KABUL (Reuters) - British and German soldiers gathered in a dusty field in Afghanistan on Wednesday to play a game of soccer in memory of a Christmas truce spontaneously called between their armies a century ago during World War One.
That moment in 1914 - when troops along Europe’s Flanders front met after four months killing each other to sing carols, exchange gifts and play soccer in No Man’s Land - is celebrated as a triumph of humanity over the savagery of war.
A hundred years later, on a military base halfway around the world, the soccer match took place between concrete blast walls in a country where Britain and Germany have spent over a decade in a coalition fighting against the Taliban insurgency.
Those playing in the Afghan capital Kabul said they hoped it would send a message of hope to enemy combatants in the country ravaged by decades of conflict.
“It’s about celebrating what joins us, what is united,” said Brigadier James Stopford, commander of the British forces in Afghanistan. “Look at the comradeship of the people here.”
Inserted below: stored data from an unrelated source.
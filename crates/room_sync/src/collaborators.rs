//! Interfaces of the services the synchronizer consumes but does not own.

use anyhow::{anyhow, Result};
use async_trait::async_trait;
use futures::stream::{self, BoxStream};
use shared::{
    domain::{MemberId, RoomId},
    protocol::{ChatMessage, FileEntry, MemberProfileRecord, MemberRecord, ReadReceipt, UploadedFile},
};

/// A file picked or dropped by the user, waiting to be uploaded.
#[derive(Debug, Clone, PartialEq, Eq)]
pub struct FileBlob {
    pub file_name: String,
    pub mime_type: Option<String>,
    pub bytes: Vec<u8>,
}

#[async_trait]
pub trait HistorySource: Send + Sync {
    async fn fetch_history(&self, room_id: &RoomId) -> Result<Vec<ChatMessage>>;
}

/// Push channel for one logical room. Transport is the implementor's concern;
/// events are expected in per-room order.
#[async_trait]
pub trait LiveChannel: Send + Sync {
    async fn subscribe(&self, room_id: &RoomId) -> Result<BoxStream<'static, ChatMessage>>;
    async fn publish(&self, room_id: &RoomId, message: &ChatMessage) -> Result<()>;
}

#[async_trait]
pub trait ReadReceiptSink: Send + Sync {
    async fn notify_read(&self, receipt: &ReadReceipt) -> Result<()>;
}

#[async_trait]
pub trait ParticipantDirectory: Send + Sync {
    async fn fetch_members(&self, room_id: &RoomId) -> Result<Vec<MemberRecord>>;
    async fn fetch_profile(&self, member_id: &MemberId) -> Result<MemberProfileRecord>;
}

#[async_trait]
pub trait FileTransferBackend: Send + Sync {
    async fn upload(&self, room_id: &RoomId, file: &FileBlob) -> Result<UploadedFile>;
    async fn list_files(&self, room_id: &RoomId) -> Result<Vec<FileEntry>>;
    async fn download(&self, storage_name: &str) -> Result<Vec<u8>>;
}

#[async_trait]
pub trait RoomMembership: Send + Sync {
    async fn leave_room(&self, room_id: &RoomId) -> Result<()>;
}

/// Receives `RoomUpdated` signals for companion views (room lists, badges).
#[async_trait]
pub trait RoomNotifier: Send + Sync {
    async fn room_updated(&self, room_id: &RoomId) -> Result<()>;
}

pub struct MissingLiveChannel;

#[async_trait]
impl LiveChannel for MissingLiveChannel {
    async fn subscribe(&self, _room_id: &RoomId) -> Result<BoxStream<'static, ChatMessage>> {
        Ok(Box::pin(stream::empty()))
    }

    async fn publish(&self, room_id: &RoomId, _message: &ChatMessage) -> Result<()> {
        Err(anyhow!("live channel is unavailable for room {room_id}"))
    }
}

pub struct MissingReadReceiptSink;

#[async_trait]
impl ReadReceiptSink for MissingReadReceiptSink {
    async fn notify_read(&self, _receipt: &ReadReceipt) -> Result<()> {
        Ok(())
    }
}

pub struct NoopRoomNotifier;

#[async_trait]
impl RoomNotifier for NoopRoomNotifier {
    async fn room_updated(&self, _room_id: &RoomId) -> Result<()> {
        Ok(())
    }
}
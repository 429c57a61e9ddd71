//! Auto-scroll decisions for the conversation viewport.
//!
//! The follower never reads a viewport. The presentation layer reports the
//! remaining distance to the bottom on each scroll tick and executes the
//! returned [`ScrollAction`].

use std::collections::HashMap;

use shared::{
    domain::{MemberId, RoomId},
    protocol::ChatMessage,
};

pub const DEFAULT_NEAR_BOTTOM_THRESHOLD_PX: f64 = 2.0;

#[derive(Debug, Clone, Copy, PartialEq, Eq)]
pub enum ScrollAction {
    /// Move to the end without animation (first content of a room).
    JumpToEnd,
    AnimateToEnd,
}

#[derive(Debug, Clone, Copy)]
struct FollowState {
    initialized: bool,
    near_bottom: bool,
}

impl Default for FollowState {
    fn default() -> Self {
        Self {
            initialized: false,
            near_bottom: true,
        }
    }
}

#[derive(Debug)]
pub struct ScrollFollower {
    threshold_px: f64,
    rooms: HashMap<RoomId, FollowState>,
}

impl Default for ScrollFollower {
    fn default() -> Self {
        Self::new(DEFAULT_NEAR_BOTTOM_THRESHOLD_PX)
    }
}

impl ScrollFollower {
    pub fn new(threshold_px: f64) -> Self {
        Self {
            threshold_px,
            rooms: HashMap::new(),
        }
    }

    pub fn threshold_px(&self) -> f64 {
        self.threshold_px
    }

    pub fn update_viewport(&mut self, room_id: &RoomId, distance_from_bottom: f64) {
        let near_bottom = distance_from_bottom < self.threshold_px;
        self.rooms.entry(room_id.clone()).or_default().near_bottom = near_bottom;
    }

    pub fn is_near_bottom(&self, room_id: &RoomId) -> bool {
        self.rooms
            .get(room_id)
            .map_or(FollowState::default().near_bottom, |state| state.near_bottom)
    }

    pub fn is_initialized(&self, room_id: &RoomId) -> bool {
        self.rooms
            .get(room_id)
            .is_some_and(|state| state.initialized)
    }

    /// Called after the room's sequence changed, with its new tail.
    pub fn on_sequence_grew(
        &mut self,
        room_id: &RoomId,
        tail: &ChatMessage,
        local_user: &MemberId,
    ) -> Option<ScrollAction> {
        let state = self.rooms.entry(room_id.clone()).or_default();
        if !state.initialized {
            state.initialized = true;
            return Some(ScrollAction::JumpToEnd);
        }
        if &tail.sender == local_user || state.near_bottom {
            return Some(ScrollAction::AnimateToEnd);
        }
        None
    }

    pub fn forget(&mut self, room_id: &RoomId) {
        self.rooms.remove(room_id);
    }
}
The British and German teams were jovial as they sang Silent Night and posed for pictures, much like the 1914 scenes described in letters by soldiers to their families.
In one letter, published by Britain’s postal service on Wednesday, a British soldier recalled the moment two German soldiers climbed out of their trenches, waving their arms.
“I think I have seen today one of the most extraordinary sights that anyone has ever seen,” Captain A D Chater wrote.
“We were just going to fire on them when we saw they had no rifles ... in about two minutes the ground between the two lines of trenches was swarming with men and officers of both sides, shaking hands and wishing each other a happy Christmas.”
The coalition’s combat mission will officially end this year without defeating the Taliban, who were ousted from power in 2001 by U.S.-led forces.
Instead, the militants have gained ground and are posing an increasing challenge to Afghan security forces left to battle them without the international support.